TOUT PORTAIT à croire le contraire. Alors qu’elle inhibe la tumorogenèse in vitro et chez l’animal, l’hormone antimüllerienne (AMH) semble présenter une activité strictement inverse en clinique chez les femmes non ménopausées. Fréquemment dosée dans les problèmes d’infertilité et associée à la réserve ovarienne, cette hormone pourrait être à l’avenir un nouveau marqueur du cancer du sein. Les taux sériques restant relativement stables pendant la période de fertilité, ils diminuent lors de l’épuisement ovarien jusqu’à devenir indétectables à la ménopause.

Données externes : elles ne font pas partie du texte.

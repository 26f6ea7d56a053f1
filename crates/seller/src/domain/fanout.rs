//! Concurrent bid collection bounded by a deadline.

use {
    super::{BidCandidate, BidResponse},
    crate::infra::{buyer::BidTransport, observe},
    futures::{StreamExt, stream::FuturesUnordered},
    std::{collections::BTreeMap, time::Duration},
};

/// Requests a bid from every candidate at once and returns the responses that
/// arrived before the timeout, in candidate order. Requests still in flight at
/// the deadline are dropped, which cancels them.
///
/// A zero timeout returns no responses at all.
pub async fn collect(
    transport: &dyn BidTransport,
    candidates: &[BidCandidate],
    signals: &BTreeMap<String, String>,
    timeout: Duration,
) -> Vec<BidResponse> {
    if candidates.is_empty() || timeout.is_zero() {
        return Vec::new();
    }
    let auction_id = &candidates[0].auction_id;
    observe::fanout_started(auction_id, candidates.len(), timeout);
    let started = tokio::time::Instant::now();

    let mut pending = candidates
        .iter()
        .enumerate()
        .map(|(index, candidate)| async move {
            (index, transport.request_bid(candidate, signals).await)
        })
        .collect::<FuturesUnordered<_>>();
    let deadline = tokio::time::sleep_until(started + timeout);
    tokio::pin!(deadline);

    let mut responses = Vec::with_capacity(candidates.len());
    loop {
        tokio::select! {
            // The deadline is checked first so a response that completes in
            // the same poll as the deadline is discarded.
            biased;
            _ = &mut deadline => {
                observe::fanout_deadline(auction_id, responses.len(), candidates.len());
                break;
            }
            next = pending.next() => match next {
                Some(response) => responses.push(response),
                None => break,
            },
        }
    }
    drop(pending);

    responses.sort_unstable_by_key(|(index, _)| *index);
    observe::fanout_completed(
        auction_id,
        responses.len(),
        candidates.len(),
        started.elapsed(),
    );
    responses.into_iter().map(|(_, response)| response).collect()
}
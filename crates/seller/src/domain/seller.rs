use {
    super::{
        AuctionConfig,
        BidCandidate,
        BidResponse,
        ComponentAuctionConfig,
        Composer,
        Context,
        Origin,
        SellerMetadata,
        Signals,
        fanout,
        signals::{self, Decoration},
        winner,
    },
    crate::infra::{buyer::BidTransport, observe, signal_store::SignalStore},
    std::{sync::Arc, time::Duration},
    url::Url,
};

/// Prefix of auction IDs generated by the seller.
pub const AUCTION_ID_PREFIX: &str = "SSP";

/// A buyer registered with the seller.
#[derive(Debug, Clone)]
pub struct Buyer {
    pub origin: Origin,
    pub bid_endpoint: Url,
}

/// What a seller contributes to a sequential auction.
#[derive(Debug, Clone, Default)]
pub struct Outcome {
    /// The seller's contextual winner, if any buyer bid.
    pub winner: Option<BidResponse>,
    pub component: Option<ComponentAuctionConfig>,
}

/// A seller that can run its contextual auction on behalf of a top-level
/// seller.
#[async_trait::async_trait]
pub trait SellerAuction: Send + Sync {
    fn origin(&self) -> &Origin;

    async fn contextual_auction(&self, context: &Context) -> Outcome;
}

/// Signals the seller reads from its key/value store for every auction.
pub struct SellerSignals {
    pub store: Arc<dyn SignalStore>,
    pub keys: Vec<String>,
}

/// The local seller. Collects contextual bids from its buyers, picks the
/// winner and composes the auction configuration.
pub struct Seller {
    metadata: SellerMetadata,
    buyers: Vec<Buyer>,
    transport: Arc<dyn BidTransport>,
    signals: Option<SellerSignals>,
    timeout: Duration,
}

impl Seller {
    pub fn new(
        metadata: SellerMetadata,
        buyers: Vec<Buyer>,
        transport: Arc<dyn BidTransport>,
        signals: Option<SellerSignals>,
        timeout: Duration,
    ) -> Self {
        Self {
            metadata,
            buyers,
            transport,
            signals,
            timeout,
        }
    }

    /// Runs a contextual auction and composes a single-seller auction
    /// configuration from its result.
    pub async fn auction(&self, context: &Context) -> AuctionConfig {
        observe::auction(&self.metadata.seller, context);
        let candidates = self
            .buyers
            .iter()
            .map(|buyer| BidCandidate {
                buyer: buyer.origin.clone(),
                endpoint: buyer.bid_endpoint.clone(),
                auction_id: context.auction_id.clone(),
            })
            .collect::<Vec<_>>();

        let (responses, seller_signals) = tokio::join!(
            fanout::collect(
                self.transport.as_ref(),
                &candidates,
                &context.signals,
                self.timeout
            ),
            self.seller_signals(),
        );
        let winner = winner::select(&responses);
        observe::winner(&context.auction_id, winner);

        let decoration = Decoration {
            auction: signals::from_request(&context.signals),
            seller: seller_signals,
            per_buyer: responses
                .iter()
                .filter_map(|response| {
                    Some((response.buyer.clone(), response.buyer_signals.clone()?))
                })
                .collect(),
        };
        let composer = Composer::new(&self.metadata, context);
        let buyers = self
            .buyers
            .iter()
            .map(|buyer| buyer.origin.clone())
            .collect::<Vec<_>>();
        let mut fragment = composer.fragment(&buyers);
        decoration.apply(&mut fragment);
        let config = composer.single_seller(winner, fragment);
        observe::composed(&context.auction_id, &config);
        config
    }

    /// A failing store degrades to no store signals at all.
    async fn seller_signals(&self) -> Signals {
        let Some(signals) = &self.signals else {
            return Signals::new();
        };
        match signals.store.get(&signals.keys).await {
            Ok(values) => values,
            Err(err) => {
                observe::signal_store_failed(&err);
                Signals::new()
            }
        }
    }
}

#[async_trait::async_trait]
impl SellerAuction for Seller {
    fn origin(&self) -> &Origin {
        &self.metadata.seller
    }

    /// A seller without buyers and without a contextual winner has nothing
    /// to auction on device and contributes no component.
    async fn contextual_auction(&self, context: &Context) -> Outcome {
        let config = self.auction(context).await;
        let winner = config.contextual_winner.clone();
        let has_buyers = !config.top_level.interest_group_buyers.is_empty();
        let component = (winner.is_some() || has_buyers).then(|| config.into_component());
        Outcome { winner, component }
    }
}
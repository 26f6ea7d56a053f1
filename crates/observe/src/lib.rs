//! This crate is intended to contain code that is required to provide or
//! improve the observability of a system. That includes initialization logic
//! for metrics and logging shared by all binaries of the workspace.
pub mod config;
pub mod metrics;
pub mod tracing;

pub use config::Config;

Si l’AMH inhibe la prolifération des cellules cancéreuses in vitro et freine la progression d’une tumeur mammaire chez la souris, certaines constatations cliniques discordantes avaient déjà mis la puce à l’oreille du Dr Joanne Dorgan et de ses collaborateurs du centre contre le cancer de Philadelphie. À la quarantaine, une corrélation inverse avait été observée entre le taux sérique de l’AMH et le passage à la ménopause dans les 4 années suivantes. Puisque les taux d’AMH étaient plus élevés chez les femmes ménopausées tardivement, les cancérologues américains ont émis l’hypothèse d’une association entre l’hormone et le risque de cancer du sein.
Appariement 1 cas pour 2.
Cette étude cas contrôle a inclus 309 femmes au total, toutes ayant participé à un programme de détection des marqueurs de cancers du sein, celui de la sérothèque Columbia, Missouri. Pour les 105 cas recensés de cancer du sein, in situ ou invasif, on disposait ainsi de données prédiagnostiques recueillies avant la ménopause. Chaque cas de cancer a été apparié à deux sujets contrôles sur l’âge, le jour et l’heure du prélèvement et le jour du cycle.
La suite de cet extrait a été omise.